| Required action |
Look for the string "ReferenceError" in the data below, and copy each line that holds it.

| The data |
*** Begin section ***

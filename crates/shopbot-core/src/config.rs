use std::{
    env, fs,
    path::{Path, PathBuf},
};

use crate::{errors::Error, Result};

pub const DEFAULT_CATALOG_PATH: &str = "data.json";
pub const DEFAULT_ADMIN_USERNAME: &str = "szavvvv";
pub const DEFAULT_LOGS_LIMIT: usize = 20;
pub const DEFAULT_DATABASE_MAX_CONNECTIONS: u32 = 5;

/// Typed process configuration, read from the environment once at startup.
#[derive(Clone, Debug)]
pub struct Config {
    // Core
    pub telegram_bot_token: String,
    pub database_url: String,
    pub catalog_path: PathBuf,

    // Contact / admin
    pub admin_username: String,
    pub logs_admin_only: bool,
    pub logs_limit: usize,

    // Store
    pub database_max_connections: u32,
}

impl Config {
    pub fn load() -> Result<Self> {
        load_dotenv_if_present(Path::new(".env"));

        // Required env vars
        let telegram_bot_token = env_str("TELEGRAM_TOKEN")
            .and_then(non_empty)
            .or_else(|| env_str("TELEGRAM_BOT_TOKEN").and_then(non_empty))
            .ok_or_else(|| {
                Error::Config("TELEGRAM_TOKEN environment variable is required".to_string())
            })?;
        let database_url = env_str("DATABASE_URL").and_then(non_empty).ok_or_else(|| {
            Error::Config("DATABASE_URL environment variable is required".to_string())
        })?;

        let catalog_path = env_path("CATALOG_PATH")
            .unwrap_or_else(|| PathBuf::from(DEFAULT_CATALOG_PATH));

        let admin_username = env_str("ADMIN_USERNAME")
            .and_then(non_empty)
            .map(|s| s.trim().trim_start_matches('@').to_string())
            .unwrap_or_else(|| DEFAULT_ADMIN_USERNAME.to_string());
        let logs_admin_only = env_bool("LOGS_ADMIN_ONLY").unwrap_or(false);
        let logs_limit = env_usize("LOGS_LIMIT")
            .filter(|n| *n > 0)
            .unwrap_or(DEFAULT_LOGS_LIMIT);

        let database_max_connections = env_u32("DATABASE_MAX_CONNECTIONS")
            .filter(|n| *n > 0)
            .unwrap_or(DEFAULT_DATABASE_MAX_CONNECTIONS);

        Ok(Self {
            telegram_bot_token,
            database_url,
            catalog_path,
            admin_username,
            logs_admin_only,
            logs_limit,
            database_max_connections,
        })
    }
}

fn env_str(key: &str) -> Option<String> {
    env::var(key).ok()
}

fn load_dotenv_if_present(path: &Path) {
    let Ok(contents) = fs::read_to_string(path) else {
        return;
    };

    for (key, val) in parse_dotenv(&contents) {
        if env::var_os(&key).is_some() {
            continue; // do not override existing env
        }
        env::set_var(key, val);
    }
}

fn parse_dotenv(contents: &str) -> Vec<(String, String)> {
    let mut out = Vec::new();
    for raw in contents.lines() {
        let line = raw.trim();
        if line.is_empty() || line.starts_with('#') {
            continue;
        }

        let Some((k, v)) = line.split_once('=') else {
            continue;
        };

        let key = k.trim().trim_start_matches("export ").trim();
        if key.is_empty() {
            continue;
        }

        let mut val = v.trim().to_string();
        // Strip optional surrounding quotes.
        if val.len() >= 2
            && ((val.starts_with('"') && val.ends_with('"'))
                || (val.starts_with('\'') && val.ends_with('\'')))
        {
            val = val[1..val.len() - 1].to_string();
        }

        out.push((key.to_string(), val));
    }
    out
}

fn parse_bool(s: &str) -> bool {
    matches!(
        s.trim().to_lowercase().as_str(),
        "1" | "true" | "yes" | "on"
    )
}

fn env_bool(key: &str) -> Option<bool> {
    env_str(key).map(|s| parse_bool(&s))
}

fn env_u32(key: &str) -> Option<u32> {
    env_str(key).and_then(|s| s.trim().parse::<u32>().ok())
}

fn env_usize(key: &str) -> Option<usize> {
    env_str(key).and_then(|s| s.trim().parse::<usize>().ok())
}

fn env_path(key: &str) -> Option<PathBuf> {
    env::var_os(key)
        .filter(|v| !v.is_empty())
        .map(PathBuf::from)
}

fn non_empty(s: String) -> Option<String> {
    if s.trim().is_empty() {
        None
    } else {
        Some(s)
    }
}
//! Telegram adapter (teloxide).
//!
//! This crate implements the `shopbot-core` MessagingPort over Telegram Bot API
//! and feeds Telegram updates into the core router.

use async_trait::async_trait;

use teloxide::{
    prelude::*,
    types::{InlineKeyboardButton, InlineKeyboardMarkup, InputFile, InputMedia, InputMediaPhoto},
    ApiError, RequestError,
};

use tokio::time::sleep;

pub mod handlers;
pub mod router;

use shopbot_core::{
    catalog::MediaRef,
    domain::{ChatId, MessageId, MessageRef},
    errors::Error,
    messaging::{
        port::MessagingPort,
        types::{InlineButton, InlineKeyboard},
    },
    Result,
};

#[derive(Clone)]
pub struct TelegramMessenger {
    bot: Bot,
}

impl TelegramMessenger {
    pub fn new(bot: Bot) -> Self {
        Self { bot }
    }

    pub fn bot(&self) -> Bot {
        self.bot.clone()
    }

    fn tg_chat(chat_id: ChatId) -> teloxide::types::ChatId {
        teloxide::types::ChatId(chat_id.0)
    }

    fn tg_msg_id(message_id: MessageId) -> teloxide::types::MessageId {
        teloxide::types::MessageId(message_id.0)
    }

    fn msg_ref(chat_id: ChatId, msg: &Message) -> MessageRef {
        MessageRef {
            chat_id,
            message_id: MessageId(msg.id.0),
        }
    }

    async fn with_retry<T, Fut>(&self, mut op: impl FnMut() -> Fut) -> Result<T>
    where
        Fut: std::future::IntoFuture<Output = std::result::Result<T, RequestError>>,
        Fut::IntoFuture: Send,
    {
        const MAX_RETRIES: usize = 1;
        let mut attempts = 0usize;
        loop {
            match op().await {
                Ok(v) => return Ok(v),
                Err(e) => match e {
                    RequestError::RetryAfter(d) if attempts < MAX_RETRIES => {
                        attempts += 1;
                        tracing::warn!("telegram flood control, retrying in {d:?}");
                        sleep(d).await;
                        continue;
                    }
                    other => return Err(map_err(other)),
                },
            }
        }
    }
}

fn map_err(e: RequestError) -> Error {
    match e {
        RequestError::Api(ApiError::MessageNotModified) => Error::MessageNotModified,
        other => Error::Platform(format!("telegram error: {other}")),
    }
}

fn input_file(media: &MediaRef) -> Result<InputFile> {
    match media {
        MediaRef::File(path) => Ok(InputFile::file(path.clone())),
        MediaRef::Url(raw) => reqwest::Url::parse(raw)
            .map(InputFile::url)
            .map_err(|e| Error::Platform(format!("invalid image url {raw:?}: {e}"))),
    }
}

fn markup(keyboard: &InlineKeyboard) -> Result<InlineKeyboardMarkup> {
    let mut rows: Vec<Vec<InlineKeyboardButton>> = Vec::with_capacity(keyboard.rows.len());
    for row in &keyboard.rows {
        let mut out = Vec::with_capacity(row.len());
        for button in row {
            out.push(match button {
                InlineButton::Callback { label, data } => {
                    InlineKeyboardButton::callback(label.clone(), data.clone())
                }
                InlineButton::Url { label, url } => {
                    let url = reqwest::Url::parse(url)
                        .map_err(|e| Error::Platform(format!("invalid button url {url:?}: {e}")))?;
                    InlineKeyboardButton::url(label.clone(), url)
                }
            });
        }
        rows.push(out);
    }
    Ok(InlineKeyboardMarkup::new(rows))
}

#[async_trait]
impl MessagingPort for TelegramMessenger {
    async fn send_text(&self, chat_id: ChatId, text: &str) -> Result<MessageRef> {
        let msg = self
            .with_retry(|| self.bot.send_message(Self::tg_chat(chat_id), text.to_string()))
            .await?;
        Ok(Self::msg_ref(chat_id, &msg))
    }

    async fn send_photo(
        &self,
        chat_id: ChatId,
        photo: &MediaRef,
        caption: &str,
        keyboard: &InlineKeyboard,
    ) -> Result<MessageRef> {
        let file = input_file(photo)?;
        let markup = markup(keyboard)?;
        let msg = self
            .with_retry(|| {
                self.bot
                    .send_photo(Self::tg_chat(chat_id), file.clone())
                    .caption(caption.to_string())
                    .reply_markup(markup.clone())
            })
            .await?;
        Ok(Self::msg_ref(chat_id, &msg))
    }

    async fn edit_photo(
        &self,
        msg: MessageRef,
        photo: &MediaRef,
        caption: &str,
        keyboard: &InlineKeyboard,
    ) -> Result<()> {
        let file = input_file(photo)?;
        let markup = markup(keyboard)?;
        self.with_retry(|| {
            let media =
                InputMedia::Photo(InputMediaPhoto::new(file.clone()).caption(caption.to_string()));
            self.bot
                .edit_message_media(
                    Self::tg_chat(msg.chat_id),
                    Self::tg_msg_id(msg.message_id),
                    media,
                )
                .reply_markup(markup.clone())
        })
        .await?;
        Ok(())
    }

    async fn answer_callback_query(&self, callback_id: &str, text: Option<&str>) -> Result<()> {
        self.with_retry(|| {
            let mut req = self.bot.answer_callback_query(callback_id.to_string());
            if let Some(t) = text {
                req = req.text(t.to_string());
            }
            req
        })
        .await?;
        Ok(())
    }
}

#[cfg(test)]
mod tests {
    use super::*;
    use teloxide::types::InlineKeyboardButtonKind;

    #[test]
    fn not_modified_is_distinguished() {
        let err = map_err(RequestError::Api(ApiError::MessageNotModified));
        assert!(matches!(err, Error::MessageNotModified));
    }

    #[test]
    fn other_errors_are_platform_errors() {
        let err = map_err(RequestError::Io(std::io::Error::new(
            std::io::ErrorKind::Other,
            "boom",
        )));
        assert!(matches!(err, Error::Platform(_)));
    }

    #[test]
    fn keyboard_rows_map_to_buttons() {
        let kb = InlineKeyboard::one_per_row([
            InlineButton::callback("Widget", "product_p1"),
            InlineButton::url("Ask", "https://t.me/admin?text=Halo"),
        ]);
        let m = markup(&kb).unwrap();
        assert_eq!(m.inline_keyboard.len(), 2);
        assert_eq!(m.inline_keyboard[0][0].text, "Widget");
        assert!(matches!(
            &m.inline_keyboard[0][0].kind,
            InlineKeyboardButtonKind::CallbackData(d) if d == "product_p1"
        ));
        assert!(matches!(
            &m.inline_keyboard[1][0].kind,
            InlineKeyboardButtonKind::Url(u) if u.host_str() == Some("t.me")
        ));
    }

    #[test]
    fn bad_button_url_is_rejected() {
        let kb = InlineKeyboard::one_per_row([InlineButton::url("Ask", "not a url")]);
        assert!(matches!(markup(&kb), Err(Error::Platform(_))));
    }

    #[test]
    fn media_refs_map_to_input_files() {
        assert!(input_file(&MediaRef::Url("https://cdn.example/a.jpg".to_string())).is_ok());
        assert!(input_file(&MediaRef::File("a.jpg".into())).is_ok());
        assert!(input_file(&MediaRef::Url("https://".to_string())).is_err());
    }
}
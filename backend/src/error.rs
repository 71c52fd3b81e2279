//! Error handling for the StockMaster platform
//!
//! Every failure is local and user-facing: requests either succeed or leave
//! state unchanged. Nothing here is fatal to the process.

use axum::{
    http::StatusCode,
    response::{IntoResponse, Response},
    Json,
};
use serde::Serialize;
use thiserror::Error;

use shared::models::ReferenceError;

/// Fixed sign-in failure message naming the two demo accounts
pub const AUTH_FAILED_MESSAGE: &str =
    "Invalid email or password. Use \"admin@system.com\" or \"john@system.com\"";

/// Application error types
#[derive(Error, Debug)]
pub enum AppError {
    // Authentication errors
    #[error("Authentication failed")]
    AuthenticationFailed,

    #[error("Unauthorized: {0}")]
    Unauthorized(String),

    #[error("Forbidden: {0}")]
    Forbidden(String),

    // Validation errors
    #[error("Validation error: {message}")]
    Validation { field: String, message: String },

    // Business logic errors
    #[error(transparent)]
    ReferenceNotFound(#[from] ReferenceError),

    #[error("No complete stock drafts to submit")]
    EmptySubmission,

    #[error("Resource not found: {0}")]
    NotFound(String),

    // Internal errors
    #[error("Internal server error: {0}")]
    Internal(String),
}

/// Error response structure
#[derive(Serialize)]
pub struct ErrorResponse {
    pub error: ErrorDetail,
}

#[derive(Serialize)]
pub struct ErrorDetail {
    pub code: String,
    pub message: String,
    #[serde(skip_serializing_if = "Option::is_none")]
    pub field: Option<String>,
}

impl IntoResponse for AppError {
    fn into_response(self) -> Response {
        let (status, error_detail) = match &self {
            AppError::AuthenticationFailed => (
                StatusCode::UNAUTHORIZED,
                ErrorDetail {
                    code: "AUTHENTICATION_FAILED".to_string(),
                    message: AUTH_FAILED_MESSAGE.to_string(),
                    field: None,
                },
            ),
            AppError::Unauthorized(message) => (
                StatusCode::UNAUTHORIZED,
                ErrorDetail {
                    code: "UNAUTHORIZED".to_string(),
                    message: message.clone(),
                    field: None,
                },
            ),
            AppError::Forbidden(message) => (
                StatusCode::FORBIDDEN,
                ErrorDetail {
                    code: "FORBIDDEN".to_string(),
                    message: message.clone(),
                    field: None,
                },
            ),
            AppError::Validation { field, message } => (
                StatusCode::BAD_REQUEST,
                ErrorDetail {
                    code: "VALIDATION_ERROR".to_string(),
                    message: message.clone(),
                    field: Some(field.clone()),
                },
            ),
            AppError::ReferenceNotFound(err) => (
                StatusCode::UNPROCESSABLE_ENTITY,
                ErrorDetail {
                    code: "REFERENCE_NOT_FOUND".to_string(),
                    message: err.to_string(),
                    field: None,
                },
            ),
            AppError::EmptySubmission => (
                StatusCode::UNPROCESSABLE_ENTITY,
                ErrorDetail {
                    code: "EMPTY_SUBMISSION".to_string(),
                    message: "Please enter at least one valid stock entry.".to_string(),
                    field: None,
                },
            ),
            AppError::NotFound(resource) => (
                StatusCode::NOT_FOUND,
                ErrorDetail {
                    code: "NOT_FOUND".to_string(),
                    message: format!("{} not found", resource),
                    field: None,
                },
            ),
            AppError::Internal(message) => (
                StatusCode::INTERNAL_SERVER_ERROR,
                ErrorDetail {
                    code: "INTERNAL_ERROR".to_string(),
                    message: message.clone(),
                    field: None,
                },
            ),
        };

        // Log the error for debugging
        tracing::error!("Error: {:?}", self);

        (status, Json(ErrorResponse { error: error_detail })).into_response()
    }
}

/// Result type alias for handlers
pub type AppResult<T> = Result<T, AppError>;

*** End section ***

| Exercise response |
use shared::models::ReferenceError;
    ReferenceNotFound(#[from] ReferenceError),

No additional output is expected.